Mercifully his breathing deepened into snores; and after I had listened to the snores for an hour or so, I decided that maybe what I really wanted was a drink; so I rose again and went downstairs.
The caterers had gone home hours ago. Everything was tidied away. The long table had been stripped of its trappings, the chairs ordered with geometrical precision around it; the blood-splashes from Harry’s nose had been mopped up, the dishes washed and dried and stacked in the cupboard. Father waited, waited, in his frame in the hallway. Without knowing why, especially, I began to go from room to room, picking things up and putting them down again. In the vague blue darkness, everything seemed to tingle; I felt a little like the Prince in Sleeping Beauty, creeping through the slumbering castle, observing the secret life the objects led while everyone lay in their enchanted sleep. Then I found myself beside the drinks cabinet, and thought that seeing as I was in the neighbourhood, I might as well make myself a gimlet. After a moment’s thought, I decided that it ought really to be a double. Then I took the bottle and put it in my pocket.
Bel was in the drawing room on her own, staring out the window with the lights off.
‘Didn’t think I’d find you still up and about…’ I attempted a jolly avuncular tone.

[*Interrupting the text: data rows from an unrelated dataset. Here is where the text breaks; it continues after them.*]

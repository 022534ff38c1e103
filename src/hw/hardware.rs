use std::collections::HashMap;
use std::sync::Arc;
use std::time::Duration;

use async_trait::async_trait;
use bon::Builder;
use btleplug::platform::Adapter;
use tokio::sync::OnceCell;
use tracing::info;

use super::btleplug_backend::{BtleplugScanner, BtleplugTransport, default_adapter};
use super::fake_backend::{
    FakeRead, FakeScanTransport, FakeTransport, FakeTransportConfig, HexPayload,
    NotificationPayloads, ScanFixture, discovered_from_specs,
};
use super::transport::{ScanTransport, Transport};
use crate::error::TransportError;
use crate::gatt::ServiceSpec;

/// Source of scan and link transports for the CLI.
#[async_trait]
pub trait HardwareClient: Send + Sync {
    /// Returns a transport for discovering peripherals.
    async fn scan_transport(&self) -> Result<Arc<dyn ScanTransport>, TransportError>;

    /// Returns a transport for one GATT link exposing `services`.
    async fn link_transport(
        &self,
        services: &[ServiceSpec],
    ) -> Result<Arc<dyn Transport>, TransportError>;
}

/// Creates a hardware client backed by the host's first BLE adapter.
#[must_use]
pub(crate) fn real_hardware_client() -> Box<dyn HardwareClient> {
    Box::new(RealHardwareClient::default())
}

/// Creates a hardware client backed by fixtures.
#[must_use]
pub(crate) fn fake_hardware_client(config: FakeBackendConfig) -> Box<dyn HardwareClient> {
    info!("using fake BLE backend");
    Box::new(FakeHardwareClient { config })
}

#[derive(Debug, Default)]
struct RealHardwareClient {
    adapter: OnceCell<Adapter>,
}

impl RealHardwareClient {
    /// Scanning and connecting must share one adapter so that scanned
    /// peripherals can be found again when connecting.
    async fn adapter(&self) -> Result<Adapter, TransportError> {
        self.adapter
            .get_or_try_init(default_adapter)
            .await
            .cloned()
    }
}

#[async_trait]
impl HardwareClient for RealHardwareClient {
    async fn scan_transport(&self) -> Result<Arc<dyn ScanTransport>, TransportError> {
        Ok(Arc::new(BtleplugScanner::new(self.adapter().await?)))
    }

    async fn link_transport(
        &self,
        _services: &[ServiceSpec],
    ) -> Result<Arc<dyn Transport>, TransportError> {
        Ok(Arc::new(BtleplugTransport::new(self.adapter().await?)))
    }
}

/// Fixture-driven behaviour for the fake hardware client.
#[derive(Debug, Clone, Builder)]
pub(crate) struct FakeBackendConfig {
    scan_fixture: ScanFixture,
    /// Seeds every declared characteristic.
    initial_read: Option<HexPayload>,
    /// Pushed after each subscription.
    notifications: Option<NotificationPayloads>,
    /// Reads answered with corrupted data before echoing.
    corrupt_reads: Option<usize>,
    #[builder(default)]
    latency: Duration,
}

#[derive(Debug)]
struct FakeHardwareClient {
    config: FakeBackendConfig,
}

#[async_trait]
impl HardwareClient for FakeHardwareClient {
    async fn scan_transport(&self) -> Result<Arc<dyn ScanTransport>, TransportError> {
        Ok(Arc::new(FakeScanTransport::from(
            self.config.scan_fixture.clone(),
        )))
    }

    async fn link_transport(
        &self,
        services: &[ServiceSpec],
    ) -> Result<Arc<dyn Transport>, TransportError> {
        let values: HashMap<_, _> = match &self.config.initial_read {
            Some(payload) => services
                .iter()
                .flat_map(ServiceSpec::characteristics)
                .map(|characteristic| (characteristic.uuid(), payload.as_bytes().to_vec()))
                .collect(),
            None => HashMap::new(),
        };
        let notifications = self
            .config
            .notifications
            .clone()
            .map(Into::into)
            .unwrap_or_default();
        let (transport, _link) = FakeTransport::new(
            FakeTransportConfig::builder()
                .services(discovered_from_specs(services))
                .values(values)
                .notifications_on_subscribe(notifications)
                .read(
                    self.config
                        .corrupt_reads
                        .map_or(FakeRead::Echo, FakeRead::CorruptFirst),
                )
                .latency(self.config.latency)
                .build(),
        );
        Ok(Arc::new(transport))
    }
}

‘The taxi’s coming at four. There hardly seemed much point going to bed.’
‘Interest you in a…?’ I held up my glass and jingled the ice cubes. She looked round.
‘How can you still be drinking?’ she said affectlessly, returning to her vigil.
‘Years of practice, I suppose…’ I took a seat on the chaise longue. A pink vinyl suitcase rested at one end. Outside thunder groaned and the sky lit up silver. ‘Lord, what an awful night. Don’t know if your plane’ll fly if it keeps up like that.’
‘It’ll fly,’ Bel said.
‘Aha,’ I returned emptily. I shunted myself forward, attempting to balance my drink on my knee. ‘Glad I caught you, as a matter of fact. Didn’t get much of a chance to say goodbye earlier on, what with all the fuss and all those paramedics swarming around. Cripes, you’d think even a haemophiliac would be able to deal with a bloody nose, ha ha…’ She didn’t appear to have an opinion on this. I rubbed my hands together miserably. ‘Wanted to ask you how you felt about the Harry and Mirela thing too. Must have been a bit of a shock for you, after all.’
The slender shoulders shrugged indifferently. ‘She’s marrying him for citizenship. If he doesn’t know that now, he soon will.’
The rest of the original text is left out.